La jibia en Chile se encuentra en una encrucijada donde la abundancia en el mar choca drásticamente con la crudeza del mercado global. Mientras las redes siguen saliendo llenas, las cajas registradoras de las caletas y plantas procesadoras acusan el golpe de un escenario internacional implacable. Ante esto, la Subsecretaría de Pesca y Acuicultura (Subpesca) ha sido clara: el viejo modelo de extraer y exportar materia prima sin procesar ya no es sostenible. La consigna ahora es transformar el recurso y blindar la economía costera.
Participación regional en la pesquería de la jibia
| Región | Participación estimada | Características principales del sector |
| Región del Biobío | ~49% a 50% | Líder absoluto a nivel nacional. Cuenta con la mayor concentración de plantas procesadoras y una altísima actividad tanto de la flota artesanal como de plantas de consumo humano directo. Lebu es la ciudad que más volumen de jibia extrae, produce y exporta en el país. |
| Región de Valparaíso | ~29% | Segundo lugar histórico. Destaca por una fuerte y organizada flota pesquera artesanal (pesca con línea de mano o «potera»). |
| Región del Maule | ~14% | Tercer lugar. Actúa como un importante punto de desembarque de la zona centro-sur, complementando el abastecimiento industrial. |
| Región de Coquimbo | ~7% | Cuarto lugar. Representa el límite norte de la zona de mayor abundancia constante del recurso. |
| Otras regiones (Arica a Magallanes) | Menor al 1% | Desembarques esporádicos u ocasionales dependiendo de las migraciones y la temperatura del agua. |
Anatomía de una tormenta perfecta
A diferencia de otras crisis pesqueras, el problema actual de la jibia no es ambiental ni biológico. Hay recurso, y de sobra. El verdadero nudo es financiero y responde a dos factores principales:
- Saturación del mercado: Un aumento agresivo en la oferta de competidores directos como Perú y Argentina.
- Guerra de precios: Una fuerte debilidad en la cadena de comercialización global que ha desplomado el valor del producto.
El Subsecretario de Pesca y Acuicultura, Osvaldo Urrutia, enfatizó que responsabilizar a las normativas internas es un diagnóstico errado.
«Hoy estamos enfrentando una crisis económica derivada de condiciones internacionales de mercado y no de una falta de recurso o de cambios regulatorios internos. El desafío de Chile no puede limitarse únicamente a extraer y exportar materia prima; debemos avanzar decididamente hacia una estrategia de valor agregado para la jibia nacional».
— Osvaldo Urrutia, Subsecretario de Subpesca.
Para la autoridad, la dependencia exclusiva de los precios de los commodities internacionales deja a las familias pesqueras en una vulnerabilidad constante. La solución de fondo pasa por rediseñar la cadena productiva, idear nuevos productos derivados y conquistar nuevos nichos comerciales.
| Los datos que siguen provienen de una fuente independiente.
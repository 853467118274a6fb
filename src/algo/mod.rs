/// Deep Deterministic Policy Gradient
pub mod ddpg;

pub use ddpg::{AgentMode, DdpgAgent, DdpgConfig, DEFAULT_BATCH_SIZE};
//! Multi-Layer Perceptron (MLP) - Generic feedforward block
//!
//! Shared building block for the lidar compressor and for the actor/critic heads that
//! sit on top of the temporal encoder.

use burn::{
    nn::{Linear, LinearConfig},
    prelude::*,
    tensor::{activation::relu, backend::Backend},
};

/// Configuration for Multi-Layer Perceptron
#[derive(Config, Debug)]
pub struct MLPConfig {
    /// Input dimension
    pub input_dim: usize,
    /// Hidden layer dimensions (e.g., [64, 64] for two hidden layers of 64 units each)
    pub hidden_layers: Vec<usize>,
    /// Output dimension
    pub output_dim: usize,
}

/// Multi-Layer Perceptron implementation
///
/// Hidden layers use ReLU activation, the output layer is linear unless
/// [`MLP::forward_tanh`] is used.
#[derive(Module, Debug)]
pub struct MLP<B: Backend> {
    hidden: Vec<Linear<B>>,
    output: Linear<B>,
}

impl MLPConfig {
    /// Initialize the MLP with the given configuration
    pub fn init<B: Backend>(&self, device: &B::Device) -> MLP<B> {
        let mut hidden = Vec::with_capacity(self.hidden_layers.len());
        let mut fan_in = self.input_dim;

        for &width in &self.hidden_layers {
            hidden.push(LinearConfig::new(fan_in, width).init(device));
            fan_in = width;
        }

        let output = LinearConfig::new(fan_in, self.output_dim).init(device);

        MLP { hidden, output }
    }
}

impl<B: Backend> MLP<B> {
    /// Generic forward pass - works with any tensor dimension
    ///
    /// Works with:
    /// - D=2: Batch processing `[batch, features]`
    /// - D=3: Sequences `[batch, sequence, features]` (what the agent feeds)
    ///
    /// The last dimension is always treated as the feature dimension.
    pub fn forward<const D: usize>(&self, input: Tensor<B, D>) -> Tensor<B, D> {
        let x = self.forward_hidden(input);
        self.output.forward(x)
    }

    /// Forward pass with tanh output activation, bounded in [-1, 1].
    pub fn forward_tanh<const D: usize>(&self, input: Tensor<B, D>) -> Tensor<B, D> {
        self.forward(input).tanh()
    }

    fn forward_hidden<const D: usize>(&self, input: Tensor<B, D>) -> Tensor<B, D> {
        self.hidden
            .iter()
            .fold(input, |x, layer| relu(layer.forward(x)))
    }
}

#[cfg(test)]
mod tests {
    use super::*;
    use burn::backend::ndarray::{NdArray, NdArrayDevice};

    #[test]
    fn test_mlp_forward_2d() {
        let device = NdArrayDevice::default();

        // 10 → [8, 8] → 4, the compressor shape used by the agent tests
        let config = MLPConfig::new(10, vec![8, 8], 4);
        let mlp = config.init::<NdArray>(&device);

        let input = Tensor::<NdArray, 2>::random(
            [5, 10],
            burn::tensor::Distribution::Uniform(-1.0, 1.0),
            &device,
        );

        let output: Tensor<NdArray, 2> = mlp.forward(input);

        assert_eq!(output.shape().dims, [5, 4]);
    }

    #[test]
    fn test_mlp_forward_3d() {
        let device = NdArrayDevice::default();

        let config = MLPConfig::new(6, vec![16], 1);
        let mlp = config.init::<NdArray>(&device);

        // [batch, sequence_length, features]
        let input = Tensor::<NdArray, 3>::random(
            [4, 3, 6],
            burn::tensor::Distribution::Uniform(-1.0, 1.0),
            &device,
        );

        let output: Tensor<NdArray, 3> = mlp.forward(input);

        assert_eq!(output.shape().dims, [4, 3, 1]);
    }

    #[test]
    fn test_mlp_no_hidden_layers() {
        let device = NdArrayDevice::default();

        // Direct connection: 4 → 2
        let config = MLPConfig::new(4, vec![], 2);
        let mlp = config.init::<NdArray>(&device);

        let input =
            Tensor::<NdArray, 2>::random([1, 4], burn::tensor::Distribution::Default, &device);
        let output = mlp.forward(input);

        assert_eq!(output.shape().dims, [1, 2]);
    }

    #[test]
    fn test_mlp_forward_tanh() {
        let device = NdArrayDevice::default();

        let config = MLPConfig::new(4, vec![32], 2);
        let mlp = config.init::<NdArray>(&device);

        // Large inputs push the pre-activation far outside [-1, 1]
        let input = Tensor::<NdArray, 2>::random(
            [3, 4],
            burn::tensor::Distribution::Uniform(-100.0, 100.0),
            &device,
        );
        let output: Tensor<NdArray, 2> = mlp.forward_tanh(input);

        assert_eq!(output.shape().dims, [3, 2]);

        let data = output.to_data();
        for &value in data.as_slice::<f32>().unwrap() {
            assert!((-1.0..=1.0).contains(&value), "tanh output should be in [-1, 1], got {value}");
        }
    }
}
//! Four-artifact checkpoint layout
//!
//! A save under `prefix` produces
//! - `{prefix}_critic`
//! - `{prefix}_critic_optimizer`
//! - `{prefix}_actor`
//! - `{prefix}_actor_optimizer`
//!
//! each holding one bincode record written by burn's [`BinBytesRecorder`].

use std::{
    ffi::OsString,
    fs::{self, File},
    io::Write,
    path::{Path, PathBuf},
};

use burn::{
    record::{BinBytesRecorder, FullPrecisionSettings, Record, Recorder},
    tensor::backend::Backend,
};

use tracing::warn;

use crate::error::{DdpgError, Result};

type CheckpointRecorder = BinBytesRecorder<FullPrecisionSettings>;

/// Paths of the four artifacts belonging to one save prefix.
#[derive(Clone, Debug, PartialEq, Eq)]
pub struct ArtifactPaths {
    pub critic: PathBuf,
    pub critic_optimizer: PathBuf,
    pub actor: PathBuf,
    pub actor_optimizer: PathBuf,
}

impl ArtifactPaths {
    pub fn from_prefix(prefix: impl AsRef<Path>) -> Self {
        let prefix = prefix.as_ref();
        Self {
            critic: with_suffix(prefix, "_critic"),
            critic_optimizer: with_suffix(prefix, "_critic_optimizer"),
            actor: with_suffix(prefix, "_actor"),
            actor_optimizer: with_suffix(prefix, "_actor_optimizer"),
        }
    }

    pub fn iter(&self) -> impl Iterator<Item = &Path> {
        [
            self.critic.as_path(),
            self.critic_optimizer.as_path(),
            self.actor.as_path(),
            self.actor_optimizer.as_path(),
        ]
        .into_iter()
    }

    /// First artifact that is not a regular file, if any.
    pub fn first_missing(&self) -> Option<&Path> {
        self.iter().find(|path| !path.is_file())
    }

    /// Fails with [`DdpgError::MissingArtifact`] unless every artifact exists.
    pub fn ensure_complete(&self) -> Result<()> {
        match self.first_missing() {
            Some(path) => Err(DdpgError::MissingArtifact {
                path: path.to_path_buf(),
            }),
            None => Ok(()),
        }
    }
}

fn with_suffix(path: &Path, suffix: &str) -> PathBuf {
    let mut name = OsString::from(path.as_os_str());
    name.push(suffix);
    PathBuf::from(name)
}

/// Serialize a module or optimizer record to bytes.
pub fn encode<B: Backend, R: Record<B>>(record: R) -> Result<Vec<u8>> {
    let bytes = Recorder::<B>::record(&CheckpointRecorder::default(), record, ())?;
    Ok(bytes)
}

/// Decode a record, placing its tensors on `device`.
pub fn decode<B: Backend, R: Record<B>>(bytes: Vec<u8>, device: &B::Device) -> Result<R> {
    let record = Recorder::<B>::load(&CheckpointRecorder::default(), bytes, device)?;
    Ok(record)
}

/// Read one artifact.
///
/// Any failure to read it (absent, not a regular file, no permission) is reported as
/// [`DdpgError::MissingArtifact`]; the underlying io error is logged.
pub fn read_artifact(path: &Path) -> Result<Vec<u8>> {
    if !path.is_file() {
        return Err(DdpgError::MissingArtifact {
            path: path.to_path_buf(),
        });
    }
    fs::read(path).map_err(|err| {
        warn!(path = %path.display(), error = %err, "checkpoint artifact unreadable");
        DdpgError::MissingArtifact {
            path: path.to_path_buf(),
        }
    })
}

/// Write every `(path, bytes)` pair through a synced `.tmp` sibling, then rename.
///
/// All temporaries are complete before the first rename, so a failure while
/// writing leaves every previous artifact untouched. A failed rename removes the
/// temporaries not yet renamed. A crash between renames can still leave a mix of
/// old and new artifacts.
pub fn write_all_atomic(artifacts: &[(&Path, &[u8])]) -> Result<()> {
    let mut staged = Vec::with_capacity(artifacts.len());

    for (path, bytes) in artifacts {
        let tmp = with_suffix(path, ".tmp");
        if let Err(err) = write_synced(&tmp, bytes) {
            discard(&staged);
            let _ = fs::remove_file(&tmp);
            return Err(err.into());
        }
        staged.push((tmp, path.to_path_buf()));
    }

    for (i, (tmp, path)) in staged.iter().enumerate() {
        if let Err(err) = fs::rename(tmp, path) {
            discard(&staged[i..]);
            return Err(err.into());
        }
    }
    Ok(())
}

fn write_synced(path: &Path, bytes: &[u8]) -> std::io::Result<()> {
    let mut file = File::create(path)?;
    file.write_all(bytes)?;
    file.sync_all()
}

fn discard(staged: &[(PathBuf, PathBuf)]) {
    for (tmp, _) in staged {
        let _ = fs::remove_file(tmp);
    }
}
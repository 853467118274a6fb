//! Error type shared by the agent, its networks and persistence

use std::{fmt::Debug, path::PathBuf};

use burn::record::RecorderError;
use thiserror::Error;

/// Errors surfaced by [`DdpgAgent`](crate::algo::ddpg::DdpgAgent) and its collaborators.
///
/// Nothing in this crate retries: every variant propagates to the caller, who owns the
/// training-loop level restart policy.
#[derive(Error, Debug)]
pub enum DdpgError {
    /// An observation, action, batch column or loaded record disagrees with the
    /// dimensions fixed at construction.
    #[error("shape mismatch for {what}: expected {expected}, got {actual}")]
    ShapeMismatch {
        what: &'static str,
        expected: usize,
        actual: usize,
    },

    /// One of the four checkpoint blobs is absent or unreadable.
    #[error("missing checkpoint artifact {}", path.display())]
    MissingArtifact { path: PathBuf },

    /// A batch tensor lives on a different device than the agent.
    #[error("device mismatch for {what}: agent runs on {expected}, tensor is on {actual}")]
    DeviceMismatch {
        what: &'static str,
        expected: String,
        actual: String,
    },

    /// A loss evaluated to NaN or infinity; the optimizer step was not applied.
    #[error("non-finite {network} loss: {value}")]
    NonFiniteLoss { network: &'static str, value: f32 },

    /// The sampler could not produce a batch.
    #[error("replay sampler returned no batch for {requested} transitions")]
    InsufficientSamples { requested: usize },

    /// Construction hyperparameters are unusable.
    #[error("invalid configuration: {0}")]
    InvalidConfig(String),

    /// burn failed to encode or decode a record.
    #[error("recorder error: {0}")]
    Recorder(#[from] RecorderError),

    #[error("io error: {0}")]
    Io(#[from] std::io::Error),
}

/// Result alias used across the crate.
pub type Result<T> = std::result::Result<T, DdpgError>;

/// Fails with [`DdpgError::ShapeMismatch`] unless `actual == expected`.
pub(crate) fn ensure_dim(what: &'static str, expected: usize, actual: usize) -> Result<()> {
    if expected == actual {
        Ok(())
    } else {
        Err(DdpgError::ShapeMismatch {
            what,
            expected,
            actual,
        })
    }
}

/// Fails with [`DdpgError::DeviceMismatch`] unless `actual == expected`.
pub(crate) fn ensure_device<D: PartialEq + Debug>(
    what: &'static str,
    expected: &D,
    actual: &D,
) -> Result<()> {
    if expected == actual {
        Ok(())
    } else {
        Err(DdpgError::DeviceMismatch {
            what,
            expected: format!("{expected:?}"),
            actual: format!("{actual:?}"),
        })
    }
}
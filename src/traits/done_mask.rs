use burn::{
    prelude::*,
    tensor::{backend::Backend, TensorData},
};

/// Turns episode-termination flags into the `not_done` column used by the TD target.
pub trait DoneMask<B: Backend> {
    /// `[N, 1]` float tensor holding `0.0` where the episode ended and `1.0` elsewhere.
    fn to_not_done(self, device: &B::Device) -> Tensor<B, 2>;
}

impl<B: Backend> DoneMask<B> for Vec<bool> {
    fn to_not_done(self, device: &B::Device) -> Tensor<B, 2> {
        let len = self.len();
        let mask: Vec<f32> = self
            .into_iter()
            .map(|done| if done { 0.0 } else { 1.0 })
            .collect();
        Tensor::from_data(TensorData::new(mask, [len, 1]), device)
    }
}
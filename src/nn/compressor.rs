//! Lidar feature compressor
//!
//! `Linear(L, H) -> ReLU -> Linear(H, H) -> ReLU -> Linear(H, F)`: squeezes the raw
//! lidar scan down to `F` features before it is joined with the position vector.
//! The actor and the critic each own an independent compressor.

use burn::{prelude::*, tensor::backend::Backend};

use super::mlp::{MLP, MLPConfig};

/// Configuration for [`FeatureCompressor`]
#[derive(Config, Debug)]
pub struct FeatureCompressorConfig {
    /// Raw lidar length `L`
    pub lidar_dim: usize,
    /// Width of both hidden layers `H`
    pub hidden_dim: usize,
    /// Compressed feature length `F`
    pub feature_dim: usize,
}

impl FeatureCompressorConfig {
    pub fn init<B: Backend>(&self, device: &B::Device) -> FeatureCompressor<B> {
        let mlp = MLPConfig::new(
            self.lidar_dim,
            vec![self.hidden_dim, self.hidden_dim],
            self.feature_dim,
        )
        .init(device);

        FeatureCompressor { mlp }
    }
}

#[derive(Module, Debug)]
pub struct FeatureCompressor<B: Backend> {
    mlp: MLP<B>,
}

impl<B: Backend> FeatureCompressor<B> {
    /// `[.., L]` to `[.., F]`; the leading dimensions are untouched.
    pub fn forward<const D: usize>(&self, lidar: Tensor<B, D>) -> Tensor<B, D> {
        self.mlp.forward(lidar)
    }
}
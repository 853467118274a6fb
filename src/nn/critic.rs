//! Action-value network `Q(s, a)`
//!
//! Same trunk as the actor, but the lidar compressor is trained through the critic
//! loss and the head ends in a single unbounded Q estimate.

use burn::{
    prelude::*,
    tensor::{activation::relu, backend::Backend},
};

use super::{
    compressor::{FeatureCompressor, FeatureCompressorConfig},
    mlp::{MLP, MLPConfig},
    temporal::{TemporalEncoder, TemporalEncoderConfig, TemporalEncoderRecord, TemporalMode},
};

/// Configuration for [`Critic`]
#[derive(Config, Debug)]
pub struct CriticConfig {
    pub lidar_state_dim: usize,
    pub position_state_dim: usize,
    pub lidar_feature_dim: usize,
    pub action_dim: usize,
    pub hidden_dim: usize,
    #[config(default = false)]
    pub recurrent: bool,
}

impl CriticConfig {
    pub fn init<B: Backend>(&self, device: &B::Device) -> Critic<B> {
        let lidar_compress = FeatureCompressorConfig::new(
            self.lidar_state_dim,
            self.hidden_dim,
            self.lidar_feature_dim,
        )
        .init(device);
        let temporal = TemporalEncoderConfig::new(
            self.lidar_feature_dim + self.position_state_dim + self.action_dim,
            self.hidden_dim,
        )
        .with_recurrent(self.recurrent)
        .init(device);
        let head = MLPConfig::new(self.hidden_dim, vec![self.hidden_dim], 1).init(device);

        Critic {
            lidar_compress,
            temporal,
            head,
        }
    }
}

#[derive(Module, Debug)]
pub struct Critic<B: Backend> {
    lidar_compress: FeatureCompressor<B>,
    temporal: TemporalEncoder<B>,
    head: MLP<B>,
}

impl<B: Backend> Critic<B> {
    /// `[batch, seq, L]`, `[batch, seq, P]`, `[batch, seq, A]` to `[batch, seq, 1]`.
    ///
    /// A recurrent critic always starts from zero memory: Q estimates are computed on
    /// independent replay samples.
    pub fn forward(
        &self,
        lidar: Tensor<B, 3>,
        position: Tensor<B, 3>,
        action: Tensor<B, 3>,
    ) -> Tensor<B, 3> {
        let lidar_feature = self.lidar_compress.forward(lidar);
        let x = Tensor::cat(vec![lidar_feature, position, action], 2);

        let (x, _) = self.temporal.forward(x, None);
        self.head.forward(relu(x))
    }

    pub fn temporal_mode(&self) -> TemporalMode {
        self.temporal.mode()
    }
}

impl<B: Backend> CriticRecord<B> {
    pub(crate) fn temporal_mode(&self) -> TemporalMode {
        match self.temporal {
            TemporalEncoderRecord::Stateless(_) => TemporalMode::Stateless,
            TemporalEncoderRecord::Recurrent(_) => TemporalMode::Recurrent,
        }
    }
}

#[cfg(test)]
mod tests {
    use super::*;
    use burn::backend::{
        ndarray::{NdArray, NdArrayDevice},
        Autodiff,
    };

    #[test]
    fn single_q_value_per_sample() {
        let device = NdArrayDevice::default();
        let critic = CriticConfig::new(10, 3, 4, 2, 8).init::<NdArray>(&device);

        let q = critic.forward(
            Tensor::zeros([7, 1, 10], &device),
            Tensor::zeros([7, 1, 3], &device),
            Tensor::zeros([7, 1, 2], &device),
        );

        assert_eq!(q.dims(), [7, 1, 1]);
    }

    #[test]
    fn recurrent_critic_has_same_output_layout() {
        let device = NdArrayDevice::default();
        let critic = CriticConfig::new(10, 3, 4, 2, 8)
            .with_recurrent(true)
            .init::<NdArray>(&device);
        assert_eq!(critic.temporal_mode(), TemporalMode::Recurrent);

        let q = critic.forward(
            Tensor::ones([3, 1, 10], &device),
            Tensor::ones([3, 1, 3], &device),
            Tensor::ones([3, 1, 2], &device),
        );

        assert_eq!(q.dims(), [3, 1, 1]);
    }

    #[test]
    fn gradient_flows_into_action_input() {
        type B = Autodiff<NdArray>;
        let device = NdArrayDevice::default();
        let critic = CriticConfig::new(4, 2, 3, 2, 6).init::<B>(&device);

        let action = Tensor::<B, 3>::ones([2, 1, 2], &device).require_grad();
        let q = critic.forward(
            Tensor::ones([2, 1, 4], &device),
            Tensor::ones([2, 1, 2], &device),
            action.clone(),
        );
        let grads = q.sum().backward();

        assert!(action.grad(&grads).is_some());
    }

    #[test]
    fn record_reports_encoder_variant() {
        let device = NdArrayDevice::default();
        let stateless = CriticConfig::new(4, 2, 3, 2, 6).init::<NdArray>(&device);
        let recurrent = CriticConfig::new(4, 2, 3, 2, 6)
            .with_recurrent(true)
            .init::<NdArray>(&device);

        assert_eq!(stateless.into_record().temporal_mode(), TemporalMode::Stateless);
        assert_eq!(recurrent.into_record().temporal_mode(), TemporalMode::Recurrent);
    }
}
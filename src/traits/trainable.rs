//! Trainable agent trait for fine-grained training control
//!
//! The training loop drives an off-policy agent through this seam: pick actions for
//! the environment, fit on sampled transitions, flip between training and evaluation.

use burn::tensor::backend::AutodiffBackend;

use crate::{error::Result, memory::TransitionSampler};

/// Training metrics returned after each training update
///
/// Losses are read back after the forward pass that produced them, so they describe
/// the networks *before* the corresponding optimizer step.
#[derive(Clone, Copy, Debug, Default, PartialEq)]
pub struct TrainingMetrics {
    /// Critic MSE between `Q(s, a)` and the bootstrapped target
    pub critic_loss: f32,

    /// Actor loss `-mean Q(s, μ(s))` (lower means a better policy under the critic)
    pub actor_loss: f32,

    /// Batch mean of `Q(s, a)`
    pub mean_current_q: f32,

    /// Batch mean of the bootstrapped target
    pub mean_target_q: f32,
}

/// Trait for off-policy RL agents over split lidar / position observations
///
/// # Example
///
/// ```ignore
/// agent.train_mode();
/// for _ in 0..updates {
///     let metrics = agent.learn(&mut replay, 100)?;
///     tracing::info!(critic_loss = metrics.critic_loss, "update");
/// }
///
/// agent.eval_mode();
/// let action = agent.act(&lidar, &position)?;
/// ```
pub trait TrainableAgent<B: AutodiffBackend> {
    /// Deterministic action for a single observation
    fn act(&self, lidar: &[f32], position: &[f32]) -> Result<Vec<f32>>;

    /// One gradient update on a batch drawn from `sampler`
    fn learn<S: TransitionSampler<B>>(
        &mut self,
        sampler: &mut S,
        batch_size: usize,
    ) -> Result<TrainingMetrics>;

    /// Whether the agent must be trained on data from its current policy
    fn is_on_policy(&self) -> bool;

    /// Number of completed training updates
    fn total_steps(&self) -> usize;

    /// Make agent in evaluation mode
    fn eval_mode(&mut self);

    /// Make agent in training mode
    fn train_mode(&mut self);
}
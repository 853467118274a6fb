//! DDPG over split lidar / position observations, built on burn.
//!
//! - [`nn`]: feature compressor, temporal encoder, actor and critic networks
//! - [`memory`]: transitions, batches and the replay buffer
//! - [`algo`]: the DDPG agent
//! - [`checkpoint`]: the four-artifact save layout

pub mod algo;
pub mod checkpoint;
pub mod error;
pub mod memory;
pub mod nn;
pub mod traits;

pub use algo::{DdpgAgent, DdpgConfig};
pub use error::{DdpgError, Result};
pub use memory::{ReplayMemory, Transition, TransitionBatch, TransitionSampler};
pub use traits::{TrainableAgent, TrainingMetrics};
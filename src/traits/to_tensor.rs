use burn::{
    prelude::*,
    tensor::{backend::Backend, BasicOps, Element, TensorData},
};

/// A trait for converting items to tensors
///
/// Implemented for `Vec<T>` (a single observation) and `Vec<Vec<T>>` (a batch of
/// equally sized rows) so observations and replay columns reach the device in one copy.
/// Values are converted to the backend's element type, so `Vec<f32>` works with any
/// float precision.
pub trait ToTensor<B: Backend, const D: usize, K: BasicOps<B>> {
    fn to_tensor(self, device: &B::Device) -> Tensor<B, D, K>;
}

impl<B, E, K> ToTensor<B, 1, K> for Vec<E>
where
    B: Backend,
    E: Element,
    K: BasicOps<B>,
{
    #[inline]
    fn to_tensor(self, device: &<B as Backend>::Device) -> Tensor<B, 1, K> {
        let len = self.len();
        Tensor::from_data(TensorData::new(self, [len]), device)
    }
}

/// Rows must share one width; the first row fixes it.
///
/// # Panics
///
/// If any row is longer or shorter than the first. [`ReplayMemory::push`] checks
/// widths, so its batches never trigger this.
///
/// [`ReplayMemory::push`]: crate::memory::ReplayMemory::push
impl<B, E, K> ToTensor<B, 2, K> for Vec<Vec<E>>
where
    B: Backend,
    E: Element,
    K: BasicOps<B>,
{
    #[inline]
    fn to_tensor(self, device: &B::Device) -> Tensor<B, 2, K> {
        let rows = self.len();
        let width = self.first().map_or(0, Vec::len);
        let mut flat = Vec::with_capacity(rows * width);

        for row in self {
            flat.extend(row);
        }

        Tensor::from_data(TensorData::new(flat, [rows, width]), device)
    }
}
Radiografía del desplome (2025-2026)
El impacto del mercado global se ha sentido con fuerza en el litoral chileno, especialmente entre Coquimbo y Biobío, las zonas que concentran la mayor actividad de esta pesquería que se extiende por todo el país. Aunque la cuota global para este año se fijó en unas sólidas 200 mil toneladas, las cifras comerciales del primer trimestre revelan un panorama preocupante:
| Indicador Económico | Variación / Impacto Actual |
| Valor de Exportaciones | Caída estrepitosa superior al 84% (vs. primer trimestre 2025). |
| Precio Promedio | Contracción cercana al 48%. |
| Infraestructura Activa | Cierre de operaciones: de 64 plantas procesadoras en 2025 a solo 55 este año. |
| Producción Industrial | Reducción del 35% en la actividad de procesamiento. |
Innovación sobre regulación: El camino a seguir
Desde Subpesca advierten que desviar la atención hacia disputas regulatorias solo postergará la solución. La verdadera batalla se gana con competitividad, diversificación e innovación tecnológica en las caletas y plantas.
El plan de acción propuesto busca mutar la jibia tradicional en productos sofisticados de exportación, lo que no solo estabilizaría los ingresos frente a los vaivenes internacionales, sino que inyectaría dinamismo, empleo y estabilidad social a las regiones costeras. El futuro del sector ya no se define solo en el agua, sino en la capacidad creativa de su cadena de valor.